For anyone who considers teaching about the civil rights struggle of the 1960s, Annie recommends another resource as well, the film 4 Little Girls (Spike Lee, director;available on DVD from HBO Home Video). “It’s a little above the fifth-grade level, but I showed it in bits and pieces. Kids really remembered the images in the documentary, such as Sheriff ‘Bull’ Conner turning water hoses on little kids—it really brought it home to them.”
Getting up to Speed with Technology
Due to a considerable grass-roots effort, St. George is up to speed with technology. Annie notes, “Our community has focused on raising funds for technology over the last few years. Our parent group has had a concession at Safeco Field [where the Seattle Mariners play], and the parents did all of the wiring for the school computer network. We have a jog-a-thon every year, and for several years the proceeds from that funded the purchase of computers.” Annie is a resourceful person, and as the school’s development director she sought and was awarded a Teaching and Learning with Technology (TLT)grant as well as a Bill and Melinda Gates Foundation grant. The school now has a networked lab and five or six networked computers in each classroom.

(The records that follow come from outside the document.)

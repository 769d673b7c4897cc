use std::path::PathBuf;

use thiserror::Error;

/// Error type returned by compensating operations.
pub type BoxError = Box<dyn std::error::Error + Send + Sync + 'static>;

/// Error from a decision provider that could not produce a decision.
#[derive(Debug, Error)]
pub enum DecisionError {
    #[error("failed to prompt the operator")]
    Prompt(#[source] std::io::Error),

    #[error("decision prompt requires a terminal")]
    NotATty,
}

/// Error reading or writing the registration journal.
#[derive(Debug, Error)]
#[non_exhaustive]
pub enum JournalError {
    #[error("failed to open journal at '{path}'")]
    Open {
        path: PathBuf,
        #[source]
        source: std::io::Error,
    },

    #[error("failed to write journal at '{path}'")]
    Write {
        path: PathBuf,
        #[source]
        source: std::io::Error,
    },

    #[error("failed to read journal at '{path}'")]
    Read {
        path: PathBuf,
        #[source]
        source: std::io::Error,
    },

    #[error("failed to serialize journal entry")]
    Serialize(#[source] serde_json::Error),

    #[error("malformed journal entry at '{path}' line {line}")]
    Parse {
        path: PathBuf,
        line: usize,
        #[source]
        source: serde_json::Error,
    },
}
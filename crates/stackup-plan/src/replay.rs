use std::path::Path;
use std::rc::Rc;

use stackup_rollback::{
    BoxError, Journal, JournalError, PendingAction, RollbackRegistry, UnwindReport,
};
use tracing::{info, warn};

use crate::plan::UndoAction;
use crate::runner::StepRunner;

/// Result of replaying a journal.
#[derive(Debug)]
pub struct ReplayOutcome {
    pub report: UnwindReport,
    /// Outstanding entries that could not be rebuilt and need manual cleanup.
    pub manual: Vec<PendingAction>,
}

/// Unwind every outstanding registration recorded in the journal at `path`.
///
/// Entries whose recipe is missing or unreadable are not executed; they are
/// returned in [`ReplayOutcome::manual`].
///
/// # Errors
///
/// Returns an error if the journal cannot be read or reopened.
pub fn replay_journal<R>(path: &Path, runner: R) -> Result<ReplayOutcome, JournalError>
where
    R: StepRunner + 'static,
{
    let outstanding = Journal::outstanding_at(path)?;
    info!(path = %path.display(), outstanding = outstanding.len(), "replaying rollback journal");

    let mut registry = RollbackRegistry::with_journal(Journal::append_to(path)?);
    let runner = Rc::new(runner);
    let mut manual = Vec::new();

    for entry in outstanding {
        let Some(recipe) = entry.recipe else {
            manual.push(entry.action);
            continue;
        };
        match serde_json::from_value::<UndoAction>(recipe) {
            Ok(action) => {
                let runner = Rc::clone(&runner);
                registry.reinstate(entry.action, move || {
                    runner.undo(&action).map_err(BoxError::from)
                });
            }
            Err(e) => {
                warn!(sequence = entry.action.sequence, error = %e, "unreadable replay recipe");
                manual.push(entry.action);
            }
        }
    }

    for action in &manual {
        warn!(sequence = action.sequence, "needs manual cleanup: {action}");
    }

    let report = registry.unwind("journal replay");
    Ok(ReplayOutcome { report, manual })
}
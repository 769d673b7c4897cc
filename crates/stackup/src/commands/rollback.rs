use stackup_plan::{SystemRunner, replay_journal};

use super::Completion;
use crate::config::Settings;
use crate::error::Result;
use crate::output::{PlainTextFormatter, ReportFormatter};

pub(super) fn run(settings: &Settings) -> Result<Completion> {
    let outcome = replay_journal(&settings.journal_path, SystemRunner::new())?;

    let formatter = PlainTextFormatter;
    print!("{}", formatter.format_report(&outcome.report));
    if !outcome.manual.is_empty() {
        print!(
            "{}",
            formatter.format_pending("Needs manual cleanup", &outcome.manual)
        );
        return Ok(Completion::Incomplete);
    }
    Ok(Completion::from_report(&outcome.report))
}
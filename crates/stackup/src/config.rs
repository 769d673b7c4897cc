use std::fs;
use std::io::ErrorKind;
use std::path::{Path, PathBuf};

use clap::ValueEnum;
use serde::Deserialize;
use stackup_rollback::Decision;
use tracing::debug;

use crate::error::{CliError, Result};

pub const DEFAULT_CONFIG_PATH: &str = "/etc/stackup/config.toml";
pub const DEFAULT_JOURNAL_PATH: &str = "/var/lib/stackup/journal.jsonl";

/// What an unattended install does when a step fails.
#[derive(Debug, Clone, Copy, PartialEq, Eq, Default, Deserialize, ValueEnum)]
#[serde(rename_all = "lowercase")]
pub enum OnFailure {
    #[default]
    Unwind,
    Leave,
}

impl From<OnFailure> for Decision {
    fn from(value: OnFailure) -> Self {
        match value {
            OnFailure::Unwind => Decision::Unwind,
            OnFailure::Leave => Decision::LeaveAsIs,
        }
    }
}

#[derive(Debug, Default, Deserialize)]
#[serde(default, deny_unknown_fields)]
struct ConfigFile {
    journal_path: Option<PathBuf>,
    on_failure: Option<OnFailure>,
    unattended: Option<bool>,
}

/// Effective settings after merging the config file over built-in defaults.
#[derive(Debug, Clone, PartialEq, Eq)]
pub struct Settings {
    pub journal_path: PathBuf,
    pub on_failure: OnFailure,
    pub unattended: bool,
}

impl Default for Settings {
    fn default() -> Self {
        Self {
            journal_path: PathBuf::from(DEFAULT_JOURNAL_PATH),
            on_failure: OnFailure::default(),
            unattended: false,
        }
    }
}

impl Settings {
    /// Load settings from `explicit`, or from the default location.
    ///
    /// A missing default file yields the built-in defaults; a missing
    /// explicit file is an error.
    pub fn load(explicit: Option<&Path>) -> Result<Self> {
        let (path, required) = match explicit {
            Some(path) => (path, true),
            None => (Path::new(DEFAULT_CONFIG_PATH), false),
        };

        let content = match fs::read_to_string(path) {
            Ok(content) => content,
            Err(e) if e.kind() == ErrorKind::NotFound && !required => {
                debug!(path = %path.display(), "no config file, using defaults");
                return Ok(Self::default());
            }
            Err(source) => {
                return Err(CliError::ConfigRead {
                    path: path.to_path_buf(),
                    source,
                });
            }
        };

        Self::parse(&content, path)
    }

    fn parse(content: &str, path: &Path) -> Result<Self> {
        let file: ConfigFile = toml::from_str(content).map_err(|source| CliError::ConfigParse {
            path: path.to_path_buf(),
            source,
        })?;
        debug!(path = %path.display(), "loaded config file");

        let defaults = Self::default();
        Ok(Self {
            journal_path: file.journal_path.unwrap_or(defaults.journal_path),
            on_failure: file.on_failure.unwrap_or(defaults.on_failure),
            unattended: file.unattended.unwrap_or(defaults.unattended),
        })
    }

    /// Apply command-line flags, which take precedence over the file.
    #[must_use]
    pub fn with_overrides(
        mut self,
        journal_path: Option<PathBuf>,
        on_failure: Option<OnFailure>,
        unattended: bool,
    ) -> Self {
        if let Some(path) = journal_path {
            self.journal_path = path;
        }
        if let Some(on_failure) = on_failure {
            self.on_failure = on_failure;
        }
        self.unattended |= unattended;
        self
    }
}

#[cfg(test)]
mod tests {
    use tempfile::TempDir;

    use super::*;

    #[test]
    fn missing_explicit_file_is_an_error() -> anyhow::Result<()> {
        let dir = TempDir::new()?;

        let err = Settings::load(Some(&dir.path().join("absent.toml"))).expect_err("missing file");

        assert!(matches!(err, CliError::ConfigRead { .. }));
        Ok(())
    }

    #[test]
    fn file_values_override_defaults() -> anyhow::Result<()> {
        let dir = TempDir::new()?;
        let path = dir.path().join("config.toml");
        fs::write(
            &path,
            "journal_path = \"/tmp/journal.jsonl\"\non_failure = \"leave\"\n",
        )?;

        let settings = Settings::load(Some(&path))?;

        assert_eq!(settings.journal_path, PathBuf::from("/tmp/journal.jsonl"));
        assert_eq!(settings.on_failure, OnFailure::Leave);
        assert!(!settings.unattended);
        Ok(())
    }

    #[test]
    fn flags_override_file_values() {
        let settings = Settings {
            journal_path: PathBuf::from("/from/file.jsonl"),
            on_failure: OnFailure::Leave,
            unattended: false,
        };

        let settings = settings.with_overrides(
            Some(PathBuf::from("/from/flag.jsonl")),
            Some(OnFailure::Unwind),
            true,
        );

        assert_eq!(settings.journal_path, PathBuf::from("/from/flag.jsonl"));
        assert_eq!(settings.on_failure, OnFailure::Unwind);
        assert!(settings.unattended);
    }

    #[test]
    fn absent_flags_keep_file_values() {
        let settings = Settings {
            journal_path: PathBuf::from("/from/file.jsonl"),
            on_failure: OnFailure::Leave,
            unattended: true,
        };

        let merged = settings.clone().with_overrides(None, None, false);

        assert_eq!(merged, settings);
    }

    #[test]
    fn unknown_keys_are_rejected() {
        let err = Settings::parse("journal = \"/tmp/x\"", Path::new("config.toml"))
            .expect_err("unknown key");

        assert!(matches!(err, CliError::ConfigParse { .. }));
    }

    #[test]
    fn on_failure_maps_to_decision() {
        assert_eq!(Decision::from(OnFailure::Unwind), Decision::Unwind);
        assert_eq!(Decision::from(OnFailure::Leave), Decision::LeaveAsIs);
    }
}
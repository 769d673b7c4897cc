use tracing::{error, warn};

use crate::action::{PendingAction, Priority};
use crate::decision::{Decision, DecisionProvider, InstallationPhase};
use crate::error::BoxError;
use crate::registry::RollbackRegistry;
use crate::report::UnwindReport;

/// Lifecycle of a coordinator within one installation run.
#[derive(Debug, Clone, Copy, PartialEq, Eq)]
pub enum CoordinatorState {
    Idle,
    Registering,
    AwaitingDecision,
    Unwinding,
    Drained,
    Abandoned,
}

impl CoordinatorState {
    #[must_use]
    pub fn is_terminal(self) -> bool {
        matches!(self, Self::Drained | Self::Abandoned)
    }
}

/// What happened after a fatal error was handled.
#[derive(Debug)]
pub enum FailureOutcome {
    /// The registry was unwound.
    Unwound(UnwindReport),
    /// The operator chose to leave the system as-is; these were not undone.
    Abandoned(Vec<PendingAction>),
}

/// Owns the registry and the decision provider for one installation run.
pub struct RollbackCoordinator<D> {
    registry: RollbackRegistry,
    decider: D,
    state: CoordinatorState,
}

impl<D: DecisionProvider> RollbackCoordinator<D> {
    #[must_use]
    pub fn new(decider: D) -> Self {
        Self::with_registry(RollbackRegistry::new(), decider)
    }

    #[must_use]
    pub fn with_registry(registry: RollbackRegistry, decider: D) -> Self {
        let state = if registry.is_empty() {
            CoordinatorState::Idle
        } else {
            CoordinatorState::Registering
        };
        Self {
            registry,
            decider,
            state,
        }
    }

    #[must_use]
    pub fn state(&self) -> CoordinatorState {
        self.state
    }

    #[must_use]
    pub fn registry(&self) -> &RollbackRegistry {
        &self.registry
    }

    /// Record a compensating action. See [`RollbackRegistry::register`].
    pub fn register<F>(
        &mut self,
        description: impl Into<String>,
        priority: Priority,
        operation: F,
    ) -> u64
    where
        F: FnOnce() -> Result<(), BoxError> + 'static,
    {
        self.before_register();
        self.registry.register(description, priority, operation)
    }

    /// Record a compensating action with a journal replay recipe.
    pub fn register_with_recipe<F>(
        &mut self,
        description: impl Into<String>,
        priority: Priority,
        recipe: serde_json::Value,
        operation: F,
    ) -> u64
    where
        F: FnOnce() -> Result<(), BoxError> + 'static,
    {
        self.before_register();
        self.registry
            .register_with_recipe(description, priority, recipe, operation)
    }

    fn before_register(&mut self) {
        match self.state {
            CoordinatorState::Idle => self.state = CoordinatorState::Registering,
            state if state.is_terminal() => {
                warn!(?state, "registering after the run finished; action only runs on an explicit unwind");
            }
            _ => {}
        }
    }

    /// Ask the decision provider whether to unwind after `error` in `phase`.
    ///
    /// Does not unwind. A provider failure falls back to [`Decision::Unwind`].
    pub fn decide_on_failure(
        &mut self,
        phase: &InstallationPhase,
        error: &(dyn std::error::Error + 'static),
    ) -> Decision {
        self.state = CoordinatorState::AwaitingDecision;
        error!(phase = %phase, error = %error, "installation step failed");

        match self.decider.decide(phase, error) {
            Ok(decision) => decision,
            Err(e) => {
                warn!(error = %e, "could not obtain a decision, rolling back");
                Decision::Unwind
            }
        }
    }

    /// Run every registered action. See [`RollbackRegistry::unwind`].
    pub fn unwind(&mut self, reason: &str) -> UnwindReport {
        self.state = CoordinatorState::Unwinding;
        let report = self.registry.unwind(reason);
        self.state = CoordinatorState::Drained;
        report
    }

    /// Leave everything in place. See [`RollbackRegistry::abandon`].
    pub fn abandon(&mut self) -> Vec<PendingAction> {
        let left = self.registry.abandon();
        self.state = CoordinatorState::Abandoned;
        left
    }

    /// Record that the run finished. See [`RollbackRegistry::commit`].
    pub fn commit(&mut self) {
        self.registry.commit();
    }

    /// Decide and then either unwind or abandon.
    pub fn handle_failure(
        &mut self,
        phase: &InstallationPhase,
        error: &(dyn std::error::Error + 'static),
    ) -> FailureOutcome {
        match self.decide_on_failure(phase, error) {
            Decision::Unwind => {
                let reason = format!("{phase} failed");
                FailureOutcome::Unwound(self.unwind(&reason))
            }
            Decision::LeaveAsIs => FailureOutcome::Abandoned(self.abandon()),
        }
    }
}

impl<D> std::fmt::Debug for RollbackCoordinator<D> {
    fn fmt(&self, f: &mut std::fmt::Formatter<'_>) -> std::fmt::Result {
        f.debug_struct("RollbackCoordinator")
            .field("registry", &self.registry)
            .field("state", &self.state)
            .finish_non_exhaustive()
    }
}

#[cfg(test)]
mod tests {
    use std::cell::Cell;
    use std::rc::Rc;

    use super::*;
    use crate::decision::FixedDecision;
    use crate::error::DecisionError;

    struct BrokenPrompt;

    impl DecisionProvider for BrokenPrompt {
        fn decide(
            &self,
            _phase: &InstallationPhase,
            _error: &(dyn std::error::Error + 'static),
        ) -> Result<Decision, DecisionError> {
            Err(DecisionError::NotATty)
        }
    }

    fn step_error() -> std::io::Error {
        std::io::Error::other("apt-get exited with status 100")
    }

    #[test]
    fn starts_idle_and_moves_to_registering() {
        let mut coordinator = RollbackCoordinator::new(FixedDecision::default());
        assert_eq!(coordinator.state(), CoordinatorState::Idle);

        coordinator.register("remove temp", Priority::Cleanup, || Ok(()));

        assert_eq!(coordinator.state(), CoordinatorState::Registering);
    }

    #[test]
    fn decide_on_failure_does_not_unwind() {
        let ran = Rc::new(Cell::new(false));
        let mut coordinator = RollbackCoordinator::new(FixedDecision(Decision::Unwind));
        let flag = Rc::clone(&ran);
        coordinator.register("undo", Priority::Normal, move || {
            flag.set(true);
            Ok(())
        });

        let decision = coordinator.decide_on_failure(&"Docker Installation".into(), &step_error());

        assert_eq!(decision, Decision::Unwind);
        assert!(!ran.get());
        assert_eq!(coordinator.state(), CoordinatorState::AwaitingDecision);
        assert_eq!(coordinator.registry().len(), 1);
    }

    #[test]
    fn provider_failure_falls_back_to_unwind() {
        let mut coordinator = RollbackCoordinator::new(BrokenPrompt);

        let decision = coordinator.decide_on_failure(&"Nginx Setup".into(), &step_error());

        assert_eq!(decision, Decision::Unwind);
    }

    #[test]
    fn handle_failure_unwinds_to_drained() {
        let mut coordinator = RollbackCoordinator::new(FixedDecision(Decision::Unwind));
        coordinator.register("undo", Priority::Critical, || Ok(()));

        let outcome = coordinator.handle_failure(&"Firewall".into(), &step_error());

        match outcome {
            FailureOutcome::Unwound(report) => {
                assert_eq!(report.attempted(), 1);
                assert_eq!(report.reason(), "Firewall failed");
            }
            FailureOutcome::Abandoned(_) => panic!("expected unwind"),
        }
        assert_eq!(coordinator.state(), CoordinatorState::Drained);
    }

    #[test]
    fn handle_failure_leave_as_is_abandons() {
        let mut coordinator = RollbackCoordinator::new(FixedDecision(Decision::LeaveAsIs));
        coordinator.register("stop xray", Priority::Normal, || Ok(()));

        let outcome = coordinator.handle_failure(&"Xray".into(), &step_error());

        match outcome {
            FailureOutcome::Abandoned(left) => {
                assert_eq!(left.len(), 1);
                assert_eq!(left[0].description, "stop xray");
            }
            FailureOutcome::Unwound(_) => panic!("expected abandonment"),
        }
        assert_eq!(coordinator.state(), CoordinatorState::Abandoned);
        assert!(coordinator.registry().is_empty());
    }

    #[test]
    fn registration_after_terminal_state_is_kept() {
        let mut coordinator = RollbackCoordinator::new(FixedDecision::default());
        coordinator.unwind("uninstall");

        coordinator.register("late", Priority::Normal, || Ok(()));

        assert_eq!(coordinator.state(), CoordinatorState::Drained);
        assert_eq!(coordinator.registry().len(), 1);
    }
}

Annie’s technology interests used to be one step ahead of the school’s resources, but happily, she says, technology resources are now in place. “As the technology improves I can do more with this teaching unit,” Annie says. “I’ve embellished it already since we’ve gotten Internet access—kids can do more research online, and take online quizzes.”Annie credits the success of her teaching plan to the structured planning time the Intel® Teach Program course afforded her. “It was a real benefit to me, to have a dedicated period of time to develop a teaching unit I valued. The Intel course gave me an opportunity to think about how technology could add quality to these lessons. It was at heart a curriculum course, not just an applications course. I gained a lot from the class, and from the teachers who participated with me.”